The two-and-a-half-hour experience included a walk around "Shark Harbour" from the outside, information about the residents there and a thirty minute dive with the sharks, including Striker, Murdoch and Huey. (okay, Striker sounds like a threatening name, but who wouldn't want to meet a shark called Huey?)
Having seen Grey Nurse Sharks from several feet away while diving at Byron Bay, I really wanted to see them a bit more "up close and personal". And the shark dive was the last thing on our "things to do in Sydney" list for both of us.
We had a walk around the aquarium and saw the sharks in the glass tube, as they swam above and next to our group with a layer of glass between us and them. But neither Micka nor I were nervous about the prospect of getting closer - in fact we were excited to get straight into the water.
Evo, our lead guide, told us about the cruel career of "shark finning" where sharks have their fins cut off for shark fin soup. Many sharks are dying from this type of fishing, because once the fin is hacked off, they are thrown back into the water and affectively "drown" because they don't have their fin anymore (if they are not constantly moving, their gills can't extract oxygen from the water).
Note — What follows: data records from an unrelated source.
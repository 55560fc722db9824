use crate::actions::{extract_domain, BrowserActions};
use crate::error::{BrowserError, Result};
use crate::launch::LaunchOptions;
use chromiumoxide::browser::{Browser, BrowserConfig};
use chromiumoxide::Page;
use futures_util::stream::StreamExt;
use std::time::{Duration, Instant};
use tokio::task::JoinHandle;

/// Browser automation engine
///
/// Owns one Chrome process and one page. Every navigation mutates that page,
/// so the engine is meant to be driven sequentially.
pub struct BrowserEngine {
    browser: Browser,
    page: Page,
    handler_task: JoinHandle<()>,
    options: LaunchOptions,
}

impl BrowserEngine {
    /// Create a new browser engine with default configuration
    pub async fn new() -> Result<Self> {
        Self::launch(LaunchOptions::default()).await
    }

    /// Start Chrome with the given options and open a blank page
    pub async fn launch(options: LaunchOptions) -> Result<Self> {
        options.check_executable()?;

        let mut builder = BrowserConfig::builder()
            .no_sandbox()
            .window_size(options.window_width, options.window_height)
            .request_timeout(options.navigation_timeout);
        if !options.headless {
            builder = builder.with_head();
        }
        if let Some(executable) = &options.executable {
            builder = builder.chrome_executable(executable);
        }
        for arg in options.extra_args() {
            builder = builder.arg(arg);
        }
        let config = builder.build().map_err(BrowserError::ChromiumError)?;

        let (browser, mut handler) = Browser::launch(config)
            .await
            .map_err(|e| BrowserError::ChromiumError(e.to_string()))?;

        // Spawn browser handler
        let handler_task = tokio::spawn(async move {
            while let Some(event) = handler.next().await {
                if let Err(e) = event {
                    tracing::debug!("browser handler event error: {}", e);
                }
            }
        });

        let page = browser
            .new_page("about:blank")
            .await
            .map_err(|e| BrowserError::ChromiumError(e.to_string()))?;

        tracing::info!(headless = options.headless, "browser session started");

        Ok(Self {
            browser,
            page,
            handler_task,
            options,
        })
    }

    /// Close the browser and wait for the process to exit
    pub async fn close(self) -> Result<()> {
        let Self {
            mut browser,
            handler_task,
            ..
        } = self;
        browser
            .close()
            .await
            .map_err(|e| BrowserError::ChromiumError(e.to_string()))?;
        if let Err(e) = browser.wait().await {
            tracing::warn!("browser process did not exit cleanly: {}", e);
        }
        handler_task.abort();
        tracing::info!("browser session closed");
        Ok(())
    }

    fn chromium_err(e: impl std::fmt::Display) -> BrowserError {
        BrowserError::ChromiumError(e.to_string())
    }
}

#[async_trait::async_trait]
impl BrowserActions for BrowserEngine {
    async fn navigate(&self, url: &str) -> Result<()> {
        let domain = extract_domain(url)?;
        tracing::debug!(%domain, "navigating to {}", url);

        match tokio::time::timeout(self.options.navigation_timeout, self.page.goto(url)).await {
            Ok(Ok(_)) => Ok(()),
            Ok(Err(e)) => Err(BrowserError::NavigationError(format!("{url}: {e}"))),
            Err(_) => Err(BrowserError::Timeout(format!(
                "navigation to {url} exceeded {:?}",
                self.options.navigation_timeout
            ))),
        }
    }

    async fn fill_field(&self, selector: &str, value: &str) -> Result<()> {
        let element = self
            .page
            .find_element(selector)
            .await
            .map_err(|_| BrowserError::SelectorNotFound(selector.to_string()))?;
        element.click().await.map_err(Self::chromium_err)?;
        element.type_str(value).await.map_err(Self::chromium_err)?;
        Ok(())
    }

    async fn click(&self, selector: &str) -> Result<()> {
        let element = self
            .page
            .find_element(selector)
            .await
            .map_err(|_| BrowserError::SelectorNotFound(selector.to_string()))?;
        element.click().await.map_err(Self::chromium_err)?;
        Ok(())
    }

    async fn wait_for_selector(&self, selector: &str, timeout_ms: u64) -> Result<()> {
        let deadline = Instant::now() + Duration::from_millis(timeout_ms);
        loop {
            if self.page.find_element(selector).await.is_ok() {
                return Ok(());
            }
            if Instant::now() >= deadline {
                return Err(BrowserError::Timeout(format!(
                    "{selector} did not appear within {timeout_ms}ms"
                )));
            }
            tokio::time::sleep(self.options.poll_interval).await;
        }
    }

    async fn page_html(&self) -> Result<String> {
        self.page.content().await.map_err(Self::chromium_err)
    }

    async fn current_url(&self) -> Result<String> {
        self.page
            .url()
            .await
            .map_err(Self::chromium_err)?
            .ok_or_else(|| BrowserError::NavigationError("page has no URL".to_string()))
    }
}
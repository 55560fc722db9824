//! Offline browser session for exercising the phases without Chrome.

use async_trait::async_trait;
use jobscout_browser::{BrowserActions, BrowserError};
use std::sync::Mutex;

/// Accepts every action, serves an empty page and remembers navigations.
#[derive(Default)]
pub struct OfflineBrowser {
    visited: Mutex<Vec<String>>,
}

impl OfflineBrowser {
    pub fn visited(&self) -> Vec<String> {
        self.visited.lock().expect("visited lock").clone()
    }
}

#[async_trait]
impl BrowserActions for OfflineBrowser {
    async fn navigate(&self, url: &str) -> Result<(), BrowserError> {
        self.visited.lock().expect("visited lock").push(url.to_string());
        Ok(())
    }

    async fn fill_field(&self, _selector: &str, _value: &str) -> Result<(), BrowserError> {
        Ok(())
    }

    async fn click(&self, _selector: &str) -> Result<(), BrowserError> {
        Ok(())
    }

    async fn wait_for_selector(&self, _selector: &str, _timeout_ms: u64) -> Result<(), BrowserError> {
        Ok(())
    }

    async fn page_html(&self) -> Result<String, BrowserError> {
        Ok("<html><body></body></html>".to_string())
    }

    async fn current_url(&self) -> Result<String, BrowserError> {
        Ok(self
            .visited
            .lock()
            .expect("visited lock")
            .last()
            .cloned()
            .unwrap_or_else(|| "about:blank".to_string()))
    }
}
Either that, or they sink to the bottom of the ocean, unable to swim, and are eaten by other sea creatures or they starve to death. Whichever way they die, you have to agree it is pretty horrific.
In Australia, any shark which attacks a human instantly has a "kill" order put on it. But sharks can digest their food within a few short hours. So hunting for "a five foot long shark somewhere on the East Coast" is like a racist saying that if a black man holds up a grocery store, all black men within a ten mile radius should be shot. We kill them for our own sense of relief, not because that particular shark was proven to have attacked a human being.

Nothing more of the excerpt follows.